- by Martin Kaba
- on Tue Jun 5, 2007
In the computing world it is often said that “the only fully-secured computer is one that is turned off”. This phrase is emblematic simply because the most talked-about aspect in the computer world is security.
The GNU/Linux systems are appreciated a lot for their resistance to external attacks but some have even gone further to create higher security levels. Two well acclaimed security tools are the SELinux by RedHat and AppArmor by SUSE Linux.
Traditional methods of securing a computer have revolved around controlling access to critical services. So, if you need to secure network applications, you need to police network traffic. But security vendors are realizing that securing a computer, in effect, boils down to protecting the applications instead. Novell’s AppArmor is designed with just this is mind.
One would assume defending applications is as easy as guarding the whole gamut of services running on a network attached computer. But applications these days are complex and intertwined, sharing libraries and files scattered all over the disk. More importantly, Discretionary Access Control (DAC) allows a program to run with the permissions of the user executing it, which introduces the possibility of exploiting a defect in the application to gain super user privileges.
With AppArmor, the idea is to defend indivclassual applications against such threats by restricting their access to only the necessary files and libraries. Simply put, it allows one to lock down an application and the files to be accessed with absolute path names, followed by the common read and write access modes.
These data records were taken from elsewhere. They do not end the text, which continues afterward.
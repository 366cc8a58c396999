use customer360_dashboard::config::Config;
use customer360_dashboard::server;
use tracing_subscriber::{layer::SubscriberExt, util::SubscriberInitExt};

/// Main entry point for the dashboard.
///
/// Initializes logging, loads configuration, builds the backend client and
/// serves the dashboard pages.
#[tokio::main]
async fn main() -> anyhow::Result<()> {
    // Initialize tracing
    tracing_subscriber::registry()
        .with(
            tracing_subscriber::EnvFilter::try_from_default_env()
                .unwrap_or_else(|_| "customer360_dashboard=debug,tower_http=debug".into()),
        )
        .with(tracing_subscriber::fmt::layer())
        .init();

    // Load configuration
    let config = Config::from_env()?;
    tracing::info!("Configuration loaded successfully");

    let port = config.port;
    let state = server::build_state(config)?;
    let app = server::router(state);

    // Start server
    let addr = format!("0.0.0.0:{}", port);
    let listener = tokio::net::TcpListener::bind(&addr).await?;
    tracing::info!("Dashboard listening on {}", addr);

    axum::serve(listener, app).await?;

    Ok(())
}
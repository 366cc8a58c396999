//! Cancellation token for backend requests.
//!
//! Every fetch a view issues is tied to a `RequestToken`. When the view's
//! parameters change (or the view goes away) the token is cancelled, the
//! in-flight request is abandoned and its eventual result is ignored.

use std::sync::atomic::{AtomicBool, Ordering};
use std::sync::Arc;
use tokio::sync::Notify;

#[derive(Debug, Default)]
struct Inner {
    cancelled: AtomicBool,
    notify: Notify,
}

/// A cloneable cancellation token for one request (or one group of requests).
///
/// Clones share state: cancelling any clone cancels all of them, and every
/// task awaiting [`RequestToken::cancelled`] is woken.
///
/// # Example
///
/// ```
/// use customer360_dashboard::cancel::RequestToken;
///
/// let token = RequestToken::new();
/// let in_flight = token.clone();
///
/// token.cancel();
/// assert!(in_flight.is_cancelled());
/// ```
#[derive(Debug, Clone, Default)]
pub struct RequestToken {
    inner: Arc<Inner>,
}

impl RequestToken {
    /// Create a new, uncancelled token.
    pub fn new() -> Self {
        Self::default()
    }

    /// Request cancellation and wake all waiters.
    pub fn cancel(&self) {
        if !self.inner.cancelled.swap(true, Ordering::SeqCst) {
            self.inner.notify.notify_waiters();
        }
    }

    /// Check if cancellation has been requested.
    pub fn is_cancelled(&self) -> bool {
        self.inner.cancelled.load(Ordering::SeqCst)
    }

    /// Resolves once the token is cancelled.
    ///
    /// Resolves immediately if the token was already cancelled.
    pub async fn cancelled(&self) {
        loop {
            let notified = self.inner.notify.notified();
            tokio::pin!(notified);
            // Register before re-checking so a concurrent cancel() is not missed.
            notified.as_mut().enable();
            if self.is_cancelled() {
                return;
            }
            notified.await;
        }
    }
}

/// Drop guard that cancels its token when it goes out of scope.
///
/// Views hold one of these for the request they currently own, so tearing
/// the view down abandons whatever is still in flight.
#[derive(Debug)]
pub struct CancelOnDrop(RequestToken);

impl CancelOnDrop {
    pub fn new(token: RequestToken) -> Self {
        Self(token)
    }
}

impl Drop for CancelOnDrop {
    fn drop(&mut self) {
        self.0.cancel();
    }
}
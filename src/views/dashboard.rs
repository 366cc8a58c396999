//! Landing page metrics: KPI counts and the sync-health snapshot.

use crate::backend_client::Backend;
use crate::cancel::RequestToken;
use crate::errors::ApiError;
use crate::models::{KpiSnapshot, SyncHealth};

#[derive(Debug, Clone, PartialEq)]
pub struct DashboardData {
    pub kpi: KpiSnapshot,
    pub sync: SyncHealth,
}

#[derive(Debug, Clone, PartialEq)]
pub enum DashboardState {
    Loading,
    Loaded(Box<DashboardData>),
    Error(String),
}

/// Fetches KPI and sync health concurrently.
///
/// Either failure fails the whole load; nothing is rendered partially and
/// nothing is retried.
pub async fn load_dashboard<B: Backend + ?Sized>(
    backend: &B,
    token: &RequestToken,
) -> Result<DashboardData, ApiError> {
    let (kpi, sync) = tokio::try_join!(backend.kpi(token), backend.sync_health(token))?;
    Ok(DashboardData { kpi, sync })
}

impl DashboardState {
    /// State after a finished load; `None` for a cancelled one.
    pub fn from_result(result: Result<DashboardData, ApiError>) -> Option<Self> {
        match result {
            Ok(data) => Some(DashboardState::Loaded(Box::new(data))),
            Err(ApiError::Cancelled) => None,
            Err(e) => {
                tracing::warn!("Dashboard load failed: {}", e);
                Some(DashboardState::Error(e.to_string()))
            }
        }
    }
}
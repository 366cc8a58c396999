//! View state for the three dashboard pages.
//!
//! Each view is independent: it owns its own request tokens and shares no
//! mutable state with the others.

pub mod customers;
pub mod dashboard;
pub mod profile;
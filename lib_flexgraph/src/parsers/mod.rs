//! # Parsers
//!
//! Turns a raw store key and its raw value into a [`Record`](crate::model::Record).

/// Segment layout of store keys (`prefix:instrument:token`).
pub mod key_layout;
/// JSON payload decoding and field classification.
pub mod payload;

pub use key_layout::{KeyLayout, KeyParts};
pub use payload::PayloadParser;
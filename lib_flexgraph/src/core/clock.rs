use std::fmt::Debug;
use std::sync::{Mutex, PoisonError};

use chrono::{DateTime, TimeDelta, Utc};

/// Source of the current instant.
pub trait Clock: Send + Sync + Debug {
    /// The current instant in UTC.
    fn now(&self) -> DateTime<Utc>;
}

/// The system wall clock.
#[derive(Debug, Default, Clone, Copy)]
pub struct SystemClock;

impl Clock for SystemClock {
    fn now(&self) -> DateTime<Utc> {
        Utc::now()
    }
}

/// A clock that only moves when told to.
#[derive(Debug)]
pub struct ManualClock {
    now: Mutex<DateTime<Utc>>,
}

impl ManualClock {
    /// Starts the clock at `at`.
    pub fn new(at: DateTime<Utc>) -> Self {
        Self { now: Mutex::new(at) }
    }

    /// Jumps to `at`.
    pub fn set(&self, at: DateTime<Utc>) {
        *self.now.lock().unwrap_or_else(PoisonError::into_inner) = at;
    }

    /// Moves forward by `delta`.
    pub fn advance(&self, delta: TimeDelta) {
        let mut now = self.now.lock().unwrap_or_else(PoisonError::into_inner);
        *now += delta;
    }
}

impl Clock for ManualClock {
    fn now(&self) -> DateTime<Utc> {
        *self.now.lock().unwrap_or_else(PoisonError::into_inner)
    }
}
AppArmor plugs into theLinux Security Model (LSM) kernel interface. LSM is the de-facto API in the Linux kernel that security models must talk to, which can be applied as a patch to a stock kernel.
AppArmor is integrated into both of Novell’s offerings, the subscription-based SUSE Enterprise Linux and the free openSUSE Linux distribution. If you chose not to install AppArmor during installation, you can do it post-install through SUSE’s setup tool, YaST.
AppArmor has its own management section under YaST. From here, you can enable or disable AppArmor as well as add, delete, and update application profiles. Once AppArmor is enabled, it automatically enforces security profiles that are present in the /etc/apparmor.d directory.
For what it promises, AppArmor is fairly simple to roll-out, at least for SUSE users. Installation doesn’t require any kernel or application recompilation and is well integrated into both Novell distributions. Even home users of SUSE Linux would find it relatively easy to wrap a secure profile around some of their critical network applications, like the Gaim instant messenger or the Firefox Web browser.
But to extract maximum juice out of AppArmor you really have to know the application thoroughly. Once the profile takes over, access to every feature that you forgot to make it aware of, will be blocked. If you are careless, you can also even trip over AppArmor’s flexibility. Read and carefully choose the appropriate permissions for all the references to the various files and libraries. Make careful use of the wildcard characters.
Novell has two guides related to AppArmor, the detailed Administrators Guide and the short Quick Start Guide. Plus they have a FAQ, and several mailing lists as well. As mentioned earlier, there are several profiles included to help you get started. Enterprise users get the benefit of maintenance updates through their SUSE Linux subscription
What’s coming up
AppArmor is under heavy development. While it is well integrated into the Novell distributions, you could also use AppArmor with Slackware. An Ubuntu port is also under way or have a look a the CodeBlog for a hand. To make AppArmor smarter, the developers have plans to use a better static analyzer in place of the current one that just recursively runs ldd to list shared library calls. Also under works is a smarter learning mode that will help administrators save time, by not reporting actions that have already been reported.
I personally do not find it necessary getting into a AppArmor vs SELinux duel. Cause I believe these two products, with their different approach , and of course different problems they generate, need improvement and above all support from the GNU/Linux community.
AppArmor is a very mature tool and Novell continues to develop it further. But like every security tool, you must learn to use it properly. It’s fairly easy to use from within the two SUSE variants but to reach the masses it has to be supported by other distributions as well. With mixed reactions to the recent Novell-Microsoft partnership, AppArmor could face some resistance from other distribution vendors.
No Licensing Fees
As an open source offering from Novell, AppArmor Linux application security has no licensing fees. AppArmor is included in the SUSE Linux Enterprise 10 products and in openSUSE.